Clyde v. Lake
Decision Date | 02 January 1917 |
Citation | 78 N.H. 322,100 A. 552 |
Parties | CLYDE v. LAKE et al. |
Court | New Hampshire Supreme Court |
Transferred from Superior Court, Hillsborough County; Branch, Judge.
Bill in equity by George W. Clyde, trustee, against Harry F. Lake, administrator, and another, to determine the right to a fund in the hands of plaintiff. Case transferred by the superior court without ruling. Plaintiff advised to pay the fund to defendant J. Joseph Doherty, as administrator of the estate of Andrew N. Freeman. Case discharged.
Bill in equity by the plaintiff, as a trustee under the will of Annie M. Freeman, against Lake, as the administrator de bonis non of Mrs. Freeman's estate, and against Doherty, as the administrator of Andrew N. Freeman's estate, Andrew being the son of Mrs. Freeman. The question presented arises under the fourth clause of the will, which is as follows:
Mrs. Freeman died April 21, 1904, and Andrew October 31, 1915. The administrator of her estate upon the settlement of his account turned over to the trustee the balance in his hands, which the trustee used for the support of Andrew until his death. Upon the settlement of the trust it appeared that the unexpended balance amounted to $3,441.65. This sum is now claimed by each of the defendants.
George W. Clyde, of Nashua, pro se. Foster & Lake, of Concord, for defendant Lake. John J. Doherty, of Concord, pro se.

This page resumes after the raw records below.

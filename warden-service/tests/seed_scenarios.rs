//! End-to-end seed scenarios for the `RegistryService` facade (spec §8).

use std::sync::Arc;
use std::time::Duration;

use warden_core::config::EngineConfigBuilder;
use warden_core::error::Error;
use warden_core::model::{RegistryKind, SourceKind};
use warden_service::{CreateRegistryOpts, DeleteVersionOpts, GetVersionOpts, ListOpts, ListVersionsOpts, RegistryService};
use warden_store_redb::RedbStore;
use warden_validate::ServerCandidate;

async fn service() -> (RegistryService<RedbStore>, Arc<RedbStore>, tempfile::TempDir) {
    let dir = tempfile::tempdir().unwrap();
    let store = Arc::new(RedbStore::open(dir.path().join("warden.redb")).unwrap());
    let config = Arc::new(
        EngineConfigBuilder::new()
            .max_meta_size(8192)
            .connection_string("redb:///tmp/warden.redb")
            .build()
            .unwrap(),
    );
    (RegistryService::new(store.clone(), config), store, dir)
}

fn server(name: &str, version: &str) -> ServerCandidate {
    ServerCandidate {
        name: name.to_string(),
        version: version.to_string(),
        description: "d".to_string(),
        title: "t".to_string(),
        tags: Vec::new(),
        website_url: None,
        repository: None,
        server_meta: None,
        packages: Vec::new(),
        remotes: Vec::new(),
        icons: Vec::new(),
    }
}

async fn create_managed(svc: &RegistryService<RedbStore>, name: &str) {
    svc.create_registry(CreateRegistryOpts {
        name: name.to_string(),
        kind: RegistryKind::Managed,
        source_kind: None,
        file_subtype: None,
        format: None,
        source_config: serde_json::json!({}),
        filter_config: None,
        sync_schedule: None,
    })
    .await
    .unwrap();
}

#[tokio::test]
async fn basic_publish_then_get() {
    let (svc, _store, _dir) = service().await;
    create_managed(&svc, "r1").await;

    svc.publish_server_version("r1", server("s", "1.0.0")).await.unwrap();

    let got = svc
        .get_server_version(GetVersionOpts {
            name: "s".to_string(),
            version: "1.0.0".to_string(),
            registry_name: Some("r1".to_string()),
        })
        .await
        .unwrap();

    assert_eq!(got.entry.name, "s");
    assert_eq!(got.entry.version, "1.0.0");
    assert_eq!(got.entry.description, "d");
    assert_eq!(got.entry.title, "t");
    assert!(got.packages.is_empty());
    assert!(got.remotes.is_empty());
}

#[tokio::test]
async fn latest_advancement() {
    let (svc, store, _dir) = service().await;
    create_managed(&svc, "r1").await;

    let registry_id = svc.list_registries().await.unwrap()[0].registry.id;

    for v in ["1.0.0", "2.0.0", "1.5.0"] {
        svc.publish_server_version("r1", server("s", v)).await.unwrap();
    }

    let versions = svc
        .list_server_versions(ListVersionsOpts {
            name: "s".to_string(),
            registry_name: Some("r1".to_string()),
            next: None,
            prev: None,
            limit: None,
        })
        .await
        .unwrap();
    assert_eq!(versions.len(), 3);

    let latest = store
        .read(move |tx| tx.get_latest_version(registry_id, "s"))
        .await
        .unwrap()
        .unwrap();
    let latest_version = versions
        .iter()
        .find(|v| Some(v.entry.id) == latest.entry_id)
        .expect("latest pointer refers to one of the published versions");
    assert_eq!(latest_version.entry.version, "2.0.0");
}

#[tokio::test]
async fn cross_registry_name_collision_with_prefix_names() {
    let (svc, _store, _dir) = service().await;
    create_managed(&svc, "registry-alpha").await;
    create_managed(&svc, "registry-beta").await;

    svc.publish_server_version("registry-alpha", server("shared-server", "1.0.0"))
        .await
        .unwrap();
    svc.publish_server_version("registry-beta", server("shared-server", "1.0.0"))
        .await
        .unwrap();

    let listed = svc
        .list_servers(ListOpts {
            prefix_names: true,
            ..Default::default()
        })
        .await
        .unwrap();
    let names: Vec<&str> = listed.items.iter().map(|v| v.entry.name.as_str()).collect();
    assert!(names.contains(&"registry-alpha.shared-server"));
    assert!(names.contains(&"registry-beta.shared-server"));

    let beta = svc
        .get_server_version(GetVersionOpts {
            name: "registry-beta.shared-server".to_string(),
            version: "1.0.0".to_string(),
            registry_name: None,
        })
        .await
        .unwrap();
    assert_eq!(beta.entry.name, "shared-server");
}

#[tokio::test]
async fn pagination_covers_all_rows_with_no_repeats() {
    let (svc, _store, _dir) = service().await;
    create_managed(&svc, "r1").await;

    for i in 0..7 {
        svc.publish_server_version("r1", server(&format!("s{i:02}"), "1.0.0")).await.unwrap();
    }

    let mut seen = Vec::new();
    let mut cursor = None;
    let mut pages = Vec::new();
    loop {
        let page = svc
            .list_servers(ListOpts {
                registry_name: Some("r1".to_string()),
                limit: Some(3),
                cursor: cursor.clone(),
                ..Default::default()
            })
            .await
            .unwrap();
        pages.push(page.items.len());
        seen.extend(page.items.iter().map(|v| v.entry.name.clone()));
        cursor = page.next_cursor;
        if cursor.is_none() {
            break;
        }
    }

    assert_eq!(pages, vec![3, 3, 1]);
    assert_eq!(seen.len(), 7);
    let mut sorted = seen.clone();
    sorted.sort();
    sorted.dedup();
    assert_eq!(sorted.len(), 7);
}

#[tokio::test]
async fn duplicate_publish_is_rejected() {
    let (svc, _store, _dir) = service().await;
    create_managed(&svc, "r1").await;

    svc.publish_server_version("r1", server("s", "1.0.0")).await.unwrap();
    let err = svc.publish_server_version("r1", server("s", "1.0.0")).await.unwrap_err();
    assert!(matches!(err, Error::VersionAlreadyExists(_)));

    let versions = svc
        .list_server_versions(ListVersionsOpts {
            name: "s".to_string(),
            registry_name: Some("r1".to_string()),
            next: None,
            prev: None,
            limit: None,
        })
        .await
        .unwrap();
    assert_eq!(versions.len(), 1);
}

#[tokio::test]
async fn delete_nonexistent_version_is_not_found() {
    let (svc, _store, _dir) = service().await;
    create_managed(&svc, "r1").await;

    let err = svc
        .delete_server_version(DeleteVersionOpts {
            registry_name: "r1".to_string(),
            name: "missing".to_string(),
            version: "1.0.0".to_string(),
        })
        .await
        .unwrap_err();
    assert!(matches!(err, Error::NotFound(_)));
}

#[tokio::test]
async fn publish_against_non_managed_registry_is_rejected() {
    let (svc, _store, _dir) = service().await;
    svc.create_registry(CreateRegistryOpts {
        name: "remote-one".to_string(),
        kind: RegistryKind::Remote,
        source_kind: Some(SourceKind::Git),
        file_subtype: None,
        format: None,
        source_config: serde_json::json!({}),
        filter_config: None,
        sync_schedule: Some(Duration::from_secs(300)),
    })
    .await
    .unwrap();

    let err = svc.publish_server_version("remote-one", server("s", "1.0.0")).await.unwrap_err();
    assert!(matches!(err, Error::NotManagedRegistry(_)));
}

#[tokio::test]
async fn update_registry_cannot_change_source_type() {
    let (svc, _store, _dir) = service().await;
    svc.create_registry(CreateRegistryOpts {
        name: "remote-one".to_string(),
        kind: RegistryKind::Remote,
        source_kind: Some(SourceKind::Git),
        file_subtype: None,
        format: None,
        source_config: serde_json::json!({}),
        filter_config: None,
        sync_schedule: Some(Duration::from_secs(300)),
    })
    .await
    .unwrap();

    let ok = svc
        .update_registry(
            "remote-one",
            warden_service::UpdateRegistryOpts {
                source_config: Some(serde_json::json!({"url": "https://example.com"})),
                ..Default::default()
            },
        )
        .await;
    assert!(ok.is_ok());

    let err = svc
        .update_registry(
            "remote-one",
            warden_service::UpdateRegistryOpts {
                source_kind: Some(SourceKind::Api),
                ..Default::default()
            },
        )
        .await
        .unwrap_err();
    assert!(matches!(err, Error::SourceTypeChangeNotAllowed(_)));

    let after = svc.get_registry_by_name("remote-one").await;
    assert!(matches!(after, Err(Error::NotImplemented(_))));

    let all = svc.list_registries().await.unwrap();
    assert_eq!(all.len(), 1);
    assert_eq!(all[0].registry.source_config, serde_json::json!({"url": "https://example.com"}));
}

#[tokio::test]
async fn check_readiness_pings_store() {
    let (svc, _store, _dir) = service().await;
    svc.check_readiness().await.unwrap();
}
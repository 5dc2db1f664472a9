//! Cross-registry name prefixing and routing (spec §4.5).
//!
//! **Open question resolution** (documented in `DESIGN.md`): when
//! `registryName` is unset and `name` carries no `.`-prefix, we return
//! `InvalidArgument` rather than guessing a registry. The spec leaves this
//! implementation-defined but requires it be documented.

use uuid::Uuid;
use warden_core::error::{Error, Result};
use warden_core::store::Store;

pub fn prefixed_name(registry_name: &str, name: &str) -> String {
    format!("{registry_name}.{name}")
}

pub fn split_prefixed_name(name: &str) -> Option<(&str, &str)> {
    name.split_once('.')
}

/// Resolves `(registry_id, bare_name)` for a possibly-prefixed `name`.
pub async fn resolve_registry_for_name<S: Store>(store: &S, registry_name: Option<&str>, name: &str) -> Result<(Uuid, String)> {
    if let Some(registry_name) = registry_name {
        let registry_name = registry_name.to_string();
        let registry = store
            .read(move |tx| tx.get_registry_by_name(&registry_name))
            .await?
            .ok_or_else(|| Error::RegistryNotFound(registry_name.clone()))?;
        return Ok((registry.id, name.to_string()));
    }

    let (prefix, rest) = split_prefixed_name(name).ok_or_else(|| {
        Error::InvalidArgument(format!(
            "{name:?} has no registry prefix and no registryName was supplied"
        ))
    })?;
    let prefix = prefix.to_string();
    let registry = store
        .read(move |tx| tx.get_registry_by_name(&prefix))
        .await?
        .ok_or_else(|| Error::RegistryNotFound(prefix.clone()))?;
    Ok((registry.id, rest.to_string()))
}

#[cfg(test)]
mod tests {
    use super::*;

    #[test]
    fn splits_on_first_dot_only() {
        assert_eq!(split_prefixed_name("alpha.my.server"), Some(("alpha", "my.server")));
    }

    #[test]
    fn prefixing_round_trips_through_split() {
        let prefixed = prefixed_name("alpha", "my-server");
        assert_eq!(split_prefixed_name(&prefixed), Some(("alpha", "my-server")));
    }
}
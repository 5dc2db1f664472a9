//! Opaque pagination cursors over `(name, version)`.
//!
//! Wire format per spec §6: base64 (URL-safe, unpadded) of `name\x00version`.

use base64::{Engine as _, engine::general_purpose::URL_SAFE_NO_PAD};

use crate::error::{Error, Result};

const SEPARATOR: u8 = 0u8;

/// A decoded pagination cursor.
#[derive(Debug, Clone, PartialEq, Eq)]
pub struct Cursor {
    pub name: String,
    pub version: String,
}

impl Cursor {
    pub fn new(name: impl Into<String>, version: impl Into<String>) -> Self {
        Self {
            name: name.into(),
            version: version.into(),
        }
    }

    /// Encodes this cursor as an opaque, URL-safe base64 string.
    pub fn encode(&self) -> String {
        let mut raw = Vec::with_capacity(self.name.len() + self.version.len() + 1);
        raw.extend_from_slice(self.name.as_bytes());
        raw.push(SEPARATOR);
        raw.extend_from_slice(self.version.as_bytes());
        URL_SAFE_NO_PAD.encode(raw)
    }

    /// Decodes an opaque cursor previously produced by [`Cursor::encode`].
    ///
    /// Returns [`Error::CursorError`] on malformed input.
    pub fn decode(s: &str) -> Result<Self> {
        let raw = URL_SAFE_NO_PAD
            .decode(s)
            .map_err(|e| Error::CursorError(format!("malformed base64: {e}")))?;

        let mut parts = raw.splitn(2, |&b| b == SEPARATOR);
        let name = parts
            .next()
            .ok_or_else(|| Error::CursorError("missing name segment".into()))?;
        let version = parts
            .next()
            .ok_or_else(|| Error::CursorError("missing version segment".into()))?;

        let name = String::from_utf8(name.to_vec())
            .map_err(|e| Error::CursorError(format!("invalid utf-8 in name: {e}")))?;
        let version = String::from_utf8(version.to_vec())
            .map_err(|e| Error::CursorError(format!("invalid utf-8 in version: {e}")))?;

        Ok(Cursor { name, version })
    }
}

#[cfg(test)]
mod tests {
    use super::*;

    #[test]
    fn round_trip() {
        let c = Cursor::new("my-server", "1.2.3");
        let encoded = c.encode();
        let decoded = Cursor::decode(&encoded).unwrap();
        assert_eq!(c, decoded);
    }

    #[test]
    fn malformed_base64_is_cursor_error() {
        let err = Cursor::decode("not-valid-base64!!!").unwrap_err();
        assert!(matches!(err, Error::CursorError(_)));
    }

    #[test]
    fn missing_separator_is_cursor_error() {
        let encoded = URL_SAFE_NO_PAD.encode(b"just-a-name-no-separator");
        let err = Cursor::decode(&encoded).unwrap_err();
        assert!(matches!(err, Error::CursorError(_)));
    }

    proptest::proptest! {
        #[test]
        fn round_trip_prop(name in "[a-zA-Z0-9_.-]{0,40}", version in "[a-zA-Z0-9_.-]{0,40}") {
            let c = Cursor::new(name.clone(), version.clone());
            let decoded = Cursor::decode(&c.encode()).unwrap();
            proptest::prop_assert_eq!(decoded.name, name);
            proptest::prop_assert_eq!(decoded.version, version);
        }
    }
}
impl<A: RawAccess> ReadTx for A {
    fn get_registry_by_name(&self, name: &str) -> Result<Option<Registry>> {
        self.get_raw(REGISTRIES, name.as_bytes())?
            .map(|b| decode(&b))
            .transpose()
    }

    fn list_registries(&self, limit: usize) -> Result<Vec<Registry>> {
        let rows = self.range_raw(REGISTRIES, &[], &[0xff; 1])?;
        rows.into_iter()
            .take(limit)
            .map(|(_, v)| decode(&v))
            .collect()
    }

    fn list_entries(&self, params: &ListEntriesParams) -> Result<Vec<EntryView>> {
        let rows = match params.registry_id {
            Some(registry_id) => {
                let prefix = keys::registry_index_prefix(registry_id, params.entry_type);
                let upper = keys::prefix_upper_bound(&prefix);
                self.range_raw(ENTRY_INDEX_BY_REGISTRY, &prefix, &upper)?
            }
            None => {
                let prefix = keys::global_index_prefix(params.entry_type);
                let upper = keys::prefix_upper_bound(&prefix);
                self.range_raw(ENTRY_INDEX_GLOBAL, &prefix, &upper)?
            }
        };

        let mut out = Vec::new();
        for (_, entry_id_bytes) in rows {
            if entry_id_bytes.len() != 16 {
                return Err(Error::bug("entry index value was not a 16-byte id"));
            }
            let entry_id = Uuid::from_slice(&entry_id_bytes).map_err(|e| redb_err(e))?;
            let Some(view) = load_entry_view(self, entry_id)? else {
                continue;
            };
            if !after_cursor(&view.entry.name, &view.entry.version, &params.after) {
                continue;
            }
            if !matches_filters(&view, params) {
                continue;
            }
            out.push(view);
            if out.len() >= params.limit {
                break;
            }
        }
        Ok(out)
    }

    fn get_entry_version(&self, params: &GetEntryVersionParams) -> Result<Option<EntryView>> {
        let key = keys::registry_index_key(
            params.registry_id,
            params.entry_type,
            &params.name,
            &params.version,
        );
        let Some(entry_id_bytes) = self.get_raw(ENTRY_INDEX_BY_REGISTRY, &key)? else {
            return Ok(None);
        };
        let entry_id = Uuid::from_slice(&entry_id_bytes).map_err(|e| redb_err(e))?;
        load_entry_view(self, entry_id)
    }

    fn list_entry_versions(&self, params: &ListEntryVersionsParams) -> Result<Vec<EntryView>> {
        let prefix =
            keys::registry_index_name_prefix(params.registry_id, params.entry_type, &params.name);
        let upper = keys::prefix_upper_bound(&prefix);

        let rows = match &params.cursor {
            None => self.range_raw(ENTRY_INDEX_BY_REGISTRY, &prefix, &upper)?,
            Some((VersionsDirection::Next, version)) => {
                let start = keys::registry_index_key(
                    params.registry_id,
                    params.entry_type,
                    &params.name,
                    version,
                );
                let start = keys::prefix_upper_bound(&start);
                self.range_raw(ENTRY_INDEX_BY_REGISTRY, &start, &upper)?
            }
            Some((VersionsDirection::Prev, version)) => {
                let end = keys::registry_index_key(
                    params.registry_id,
                    params.entry_type,
                    &params.name,
                    version,
                );
                let mut rows = self.range_raw_rev(ENTRY_INDEX_BY_REGISTRY, &prefix, &end)?;
                rows.reverse();
                rows
            }
        };

        let mut out = Vec::new();
        for (_, entry_id_bytes) in rows.into_iter().take(params.limit) {
            let entry_id = Uuid::from_slice(&entry_id_bytes).map_err(|e| redb_err(e))?;
            if let Some(view) = load_entry_view(self, entry_id)? {
                out.push(view);
            }
        }
        Ok(out)
    }

    fn list_packages(&self, entry_ids: &[Uuid]) -> Result<Vec<Package>> {
        let mut out = Vec::new();
        for id in entry_ids {
            let prefix = keys::child_prefix(*id);
            let upper = keys::prefix_upper_bound(&prefix);
            for (_, v) in self.range_raw(PACKAGES, &prefix, &upper)? {
                out.push(decode(&v)?);
            }
        }
        Ok(out)
    }

    fn list_remotes(&self, entry_ids: &[Uuid]) -> Result<Vec<Remote>> {
        let mut out = Vec::new();
        for id in entry_ids {
            let prefix = keys::child_prefix(*id);
            let upper = keys::prefix_upper_bound(&prefix);
            for (_, v) in self.range_raw(REMOTES, &prefix, &upper)? {
                out.push(decode(&v)?);
            }
        }
        Ok(out)
    }

    fn list_icons(&self, entry_ids: &[Uuid]) -> Result<Vec<Icon>> {
        let mut out = Vec::new();
        for id in entry_ids {
            let prefix = keys::child_prefix(*id);
            let upper = keys::prefix_upper_bound(&prefix);
            for (_, v) in self.range_raw(ICONS, &prefix, &upper)? {
                out.push(decode(&v)?);
            }
        }
        Ok(out)
    }

    fn get_latest_version(&self, registry_id: Uuid, name: &str) -> Result<Option<LatestPointer>> {
        self.get_raw(LATEST_POINTERS, &keys::latest_pointer_key(registry_id, name))?
            .map(|b| decode(&b))
            .transpose()
    }

    fn list_latest_pointers(&self, registry_id: Uuid) -> Result<Vec<LatestPointer>> {
        let prefix = keys::latest_pointer_prefix(registry_id);
        let upper = keys::prefix_upper_bound(&prefix);
        self.range_raw(LATEST_POINTERS, &prefix, &upper)?
            .into_iter()
            .map(|(_, v)| decode(&v))
            .collect()
    }

    fn get_sync_status_by_name(&self, registry_name: &str) -> Result<Option<SyncStatus>> {
        let Some(registry) = self.get_registry_by_name(registry_name)? else {
            return Ok(None);
        };
        self.get_raw(SYNC_STATUS, &keys::uuid_key(registry.id))?
            .map(|b| decode(&b))
            .transpose()
    }
}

By the residuary clause of the will it is apparent the testatrix intended to provide for the reasonable support of her son. This was her controlling purpose in creating a trust fund and authorizing the trustee to use the same for the comfortable support of her son. She omitted to use language indicative of a purpose to specifically limit his interest in the trust to such part as the trustee might in his discretion appropriate to his support and to dispose of the unexpended balance remaining upon the son's death to other beneficiaries. It is not probable that she...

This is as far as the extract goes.